*THE PROBLEM*
Every entry that appears below is to be output exactly.

--- RECORDS FOR THIS EXERCISE Enclosed Below ---

/// Error returned by UUID generation and parsing.
///
/// Parsing never hands back a partially decoded value: on failure the caller receives only the
/// error kind.
#[derive(Copy, Clone, Eq, PartialEq, Hash, Debug, thiserror::Error)]
pub enum Error {
    /// The random source could not supply the requested bytes.
    #[error("random source failure")]
    RandomSourceFailure,

    /// The input is not 32, 36, or 45 characters long.
    #[error("invalid length")]
    InvalidLength,

    /// Hyphens or the `urn:uuid:` prefix are missing or misplaced.
    #[error("invalid format")]
    InvalidFormat,

    /// A character expected to be a hexadecimal digit is not one.
    #[error("invalid hexadecimal digit")]
    InvalidHex,

    /// The version nibble is neither 4 nor 7. Carries the offending nibble.
    #[error("unsupported version: {0}")]
    UnsupportedVersion(u8),

    /// The variant bits are not `10`.
    #[error("unsupported variant")]
    UnsupportedVariant,
}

--- End of Enclosed RECORDS FOR THIS EXERCISE ---

*TASK ANSWER*
/// Error returned by UUID generation and parsing.
///
/// Parsing never hands back a partially decoded value: on failure the caller receives only the
/// error kind.
#[derive(Copy, Clone, Eq, PartialEq, Hash, Debug, thiserror::Error)]
pub enum Error {
    /// The random source could not supply the requested bytes.
    #[error("random source failure")]
    RandomSourceFailure,

    /// The input is not 32, 36, or 45 characters long.
    #[error("invalid length")]
    InvalidLength,

    /// Hyphens or the `urn:uuid:` prefix are missing or misplaced.
    #[error("invalid format")]
    InvalidFormat,

    /// A character expected to be a hexadecimal digit is not one.
    #[error("invalid hexadecimal digit")]
    InvalidHex,

    /// The version nibble is neither 4 nor 7. Carries the offending nibble.
    #[error("unsupported version: {0}")]
    UnsupportedVersion(u8),

    /// The variant bits are not `10`.
    #[error("unsupported variant")]
    UnsupportedVariant,
}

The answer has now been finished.